GIVEN DATA:
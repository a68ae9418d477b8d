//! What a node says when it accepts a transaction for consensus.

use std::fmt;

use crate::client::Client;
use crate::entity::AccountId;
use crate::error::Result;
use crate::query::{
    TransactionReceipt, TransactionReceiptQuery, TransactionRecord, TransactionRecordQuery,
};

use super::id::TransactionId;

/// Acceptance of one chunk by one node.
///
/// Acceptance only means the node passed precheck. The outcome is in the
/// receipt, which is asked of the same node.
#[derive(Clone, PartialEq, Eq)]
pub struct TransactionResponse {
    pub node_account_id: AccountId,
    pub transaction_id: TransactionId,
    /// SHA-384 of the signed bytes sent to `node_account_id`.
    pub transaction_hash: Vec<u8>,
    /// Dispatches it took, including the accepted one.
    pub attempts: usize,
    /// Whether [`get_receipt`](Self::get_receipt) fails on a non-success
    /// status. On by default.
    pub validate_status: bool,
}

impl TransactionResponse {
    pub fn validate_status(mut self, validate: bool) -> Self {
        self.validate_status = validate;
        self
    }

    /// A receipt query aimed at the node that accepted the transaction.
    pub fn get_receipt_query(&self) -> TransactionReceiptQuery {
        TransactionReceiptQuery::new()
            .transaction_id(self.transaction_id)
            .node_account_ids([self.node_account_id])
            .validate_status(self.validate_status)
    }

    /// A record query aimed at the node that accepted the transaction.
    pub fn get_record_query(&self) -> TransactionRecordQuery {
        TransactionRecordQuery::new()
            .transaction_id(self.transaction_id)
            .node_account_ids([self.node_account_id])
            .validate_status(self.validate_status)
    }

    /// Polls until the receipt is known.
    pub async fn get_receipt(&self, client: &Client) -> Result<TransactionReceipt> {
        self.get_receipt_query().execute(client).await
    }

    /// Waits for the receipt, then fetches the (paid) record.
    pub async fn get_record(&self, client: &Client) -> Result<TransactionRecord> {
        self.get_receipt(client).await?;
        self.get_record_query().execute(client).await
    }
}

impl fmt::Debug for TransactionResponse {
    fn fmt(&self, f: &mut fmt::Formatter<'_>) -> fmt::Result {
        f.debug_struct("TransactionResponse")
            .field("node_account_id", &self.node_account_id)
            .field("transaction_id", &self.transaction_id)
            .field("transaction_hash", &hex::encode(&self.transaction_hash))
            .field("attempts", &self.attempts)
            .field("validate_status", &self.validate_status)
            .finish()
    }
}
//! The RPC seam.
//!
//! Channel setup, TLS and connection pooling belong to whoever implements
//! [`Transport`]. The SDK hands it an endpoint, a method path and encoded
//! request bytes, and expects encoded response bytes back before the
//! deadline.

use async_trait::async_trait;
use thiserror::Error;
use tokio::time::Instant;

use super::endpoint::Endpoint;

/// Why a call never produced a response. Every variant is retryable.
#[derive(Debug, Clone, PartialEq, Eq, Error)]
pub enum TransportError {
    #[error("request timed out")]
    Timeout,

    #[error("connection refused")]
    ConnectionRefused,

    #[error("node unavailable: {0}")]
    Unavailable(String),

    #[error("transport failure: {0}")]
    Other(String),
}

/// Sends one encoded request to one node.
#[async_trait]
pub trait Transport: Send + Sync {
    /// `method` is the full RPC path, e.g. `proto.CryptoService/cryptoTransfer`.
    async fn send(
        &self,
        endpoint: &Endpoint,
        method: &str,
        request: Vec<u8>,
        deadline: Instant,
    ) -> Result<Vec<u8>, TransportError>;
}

WHAT TO WORK ON: Return each line of the data above that includes the word "field".

REPLY:
            .field("node_account_id", &self.node_account_id)
            .field("transaction_id", &self.transaction_id)
            .field("transaction_hash", &hex::encode(&self.transaction_hash))
            .field("attempts", &self.attempts)
            .field("validate_status", &self.validate_status)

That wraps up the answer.